Using h2o flow, is there a way to create a stacked ensemble model based on individual models that may not take the same inputs but predict on the same response labels.
Eg. I am trying to predict for miscoded healthcare claims (ie. charges) and would like to train models for a stacked ensemble of the form:
model1(diagnosis1, diagnosis2, ..., diagnosis5) -> denied or paid (by insurer)
model2(procedure, procedure_detail1, ..., procedure_detail5) -> denied or paid
model3(service_date, insurance_amount, insurer_id) -> (same)
model4(pat_age, pat_sex, ...) -> (same)
...
Is there a way to do this in h2o flow (can't tell how to do this with what is presented in the h2o flow gui for stacked ensemble)? Is this even a sensible way to go about this or is it confused in some way (relatively new to machine learning)? Thanks.
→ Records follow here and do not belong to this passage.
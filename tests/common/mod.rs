#![allow(dead_code)]

use async_trait::async_trait;
use donation_page::config::settings::Settings;
use donation_page::models::payment::{
    DonationTotal, GatewayError, HostedCheckout, InstantPayment, PaymentError,
};
use donation_page::services::mercado_pago::PaymentGateway;
use donation_page::state::AppState;
use rust_decimal::Decimal;
use std::sync::{Arc, Mutex};

pub const REDIRECT_URL: &str = "https://pay.example/test";

#[derive(Default)]
pub struct FakeGateway {
    pub fail: bool,
    pub calls: Mutex<Vec<(Decimal, String)>>,
}

impl FakeGateway {
    pub fn failing() -> Self {
        Self {
            fail: true,
            ..Default::default()
        }
    }

    pub fn call_count(&self) -> usize {
        self.calls.lock().unwrap().len()
    }

    fn record(&self, amount: Decimal, description: &str) -> Result<(), PaymentError> {
        self.calls
            .lock()
            .unwrap()
            .push((amount, description.to_string()));
        if self.fail {
            return Err(GatewayError::Rejected {
                status: 502,
                body: "upstream down".to_string(),
            }
            .into());
        }
        Ok(())
    }
}

#[async_trait]
impl PaymentGateway for FakeGateway {
    async fn create_hosted_checkout(
        &self,
        amount: Decimal,
        description: &str,
    ) -> Result<HostedCheckout, PaymentError> {
        self.record(amount, description)?;
        Ok(HostedCheckout {
            id: "pref-123".to_string(),
            redirect_url: REDIRECT_URL.to_string(),
        })
    }

    async fn create_instant_payment(
        &self,
        amount: Decimal,
        description: &str,
    ) -> Result<InstantPayment, PaymentError> {
        self.record(amount, description)?;
        Ok(InstantPayment {
            payment_id: "987".to_string(),
            qr_code_image_data_uri: "data:image/jpeg;base64,QUJD".to_string(),
            copy_paste_code: "00020126pix".to_string(),
        })
    }

    async fn donation_total(&self, _campaign_reference: &str) -> Result<DonationTotal, PaymentError> {
        if self.fail {
            return Err(PaymentError::Network("offline".to_string()));
        }
        Ok(DonationTotal {
            total: Decimal::from(1500),
            count: 12,
        })
    }
}

pub fn settings(donation_totals_enabled: bool) -> Settings {
    let builder = Settings::defaults()
        .unwrap()
        .set_override("mp_access_token", "TEST-TOKEN")
        .unwrap()
        .set_override("donation_totals_enabled", donation_totals_enabled)
        .unwrap();
    Settings::build(builder).unwrap()
}

pub fn app_state(gateway: Arc<FakeGateway>, donation_totals_enabled: bool) -> AppState {
    AppState::new(gateway, settings(donation_totals_enabled))
}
Darren's response that you can't do this in H2O was correct until very recently -- H2O just removed the requirement that the base models had to be trained on the same set of inputs since it's not actually required by the Stacked Ensemble algorithm. This is only available on the nightly releases off of master though, so even if you're on the latest stable release, you'd see an error that looks like this (in Flow, R, Python, etc) if you tried to use models that don't use the exact same columns:
Error: water.exceptions.H2OIllegalArgumentException: Base models are inconsistent: they use different column lists. Found: [x6, x7, x4, x5, x2, x3, x1, x9, x8, x10, response] and: [x10, x16, x15, x18, x17, x12, x11, x14, x13, x19, x9, x8, x20, x21, x28, x27, x26, x25, x24, x23, x22, x6, x7, x4, x5, x2, x3, x1, response].
The metalearning step in the Stacked Ensemble algorithm combines the output from the base models, so the number of inputs that went into training the base models doesn't really matter. Currently, H2O still requires that the inputs are all part of the same original training_frame -- but you can use a different x for each base model if you like (the x argument specifies which of the columns from the training_frame you want to use in your model).
The way that Stacked Ensemble works in Flow is that it looks for models that are all "compatible", in other words -- trained on, the same data frame. Then you select from this list which ones you want to include in the ensemble. So as long as you are using the latest development version of H2O, then this is how to do what you want to do in Flow.
Here's an R example of how to ensemble models that are trained on different subsets of the feature space:
library(h2o)
h2o.init()
# Import a sample binary outcome training set into H2O
train <- h2o.importFile("https://s3.amazonaws.com/erin-data/higgs/higgs_train_10k.csv")
test <- h2o.importFile("https://s3.amazonaws.com/erin-data/higgs/higgs_test_5k.csv")
# Identify predictors and response
y <- "response"
x <- setdiff(names(train), y)
# For binary classification, response should be a factor
train[,y] <- as.factor(train[,y])
test[,y] <- as.factor(test[,y])
# Train & Cross-validate a GBM using a subset of features
my_gbm <- h2o.gbm(x = x[1:10],
y = y,
training_frame = train,
distribution = "bernoulli",
nfolds = 5,
keep_cross_validation_predictions = TRUE,
seed = 1)
# Train & Cross-validate a RF using a subset of features
my_rf <- h2o.randomForest(x = x[3:15],
y = y,
training_frame = train,
nfolds = 5,
keep_cross_validation_predictions = TRUE,
seed = 1)
# Train a stacked ensemble using the GBM and RF above
ensemble <- h2o.stackedEnsemble(y = y, training_frame = train,
base_models = list(my_gbm, my_rf))
# Check out ensemble performance
perf <- h2o.performance(ensemble, newdata = test)
h2o.auc(perf)

A stacked ensemble won't do this, as it does require identical inputs to each model. But you can set up a looser kind of ensemble... and that can almost, but not quite, be done in Flow.
Basically, you would create your four models. Then you would run predict on each of them. Each predict() will give you a new h2o frame. You would then need to cbind (column-bind) those four predictions together, to give you a new h2o frame with 4 binary columns (*). Then that would be fed into a 5th model, that gives you a combined result.
*: This is the bit I don't think you can do in Flow. You would need to export the data, combine it in another application, then bring it back in.
A better approach would be to be build a single model using all the inputs together. This would be both simpler, and give you more accurate results (as, e.g. interactions between insurance_amount and pat_age could be discovered). But, the (potentially major) downside is you cannot explain the model as four sets of yes/no any more. I.e. it becomes more black-box-like.

Related

How can I include survey weights in a poisson pint process model fitted to a logistic regression quadrature scheme?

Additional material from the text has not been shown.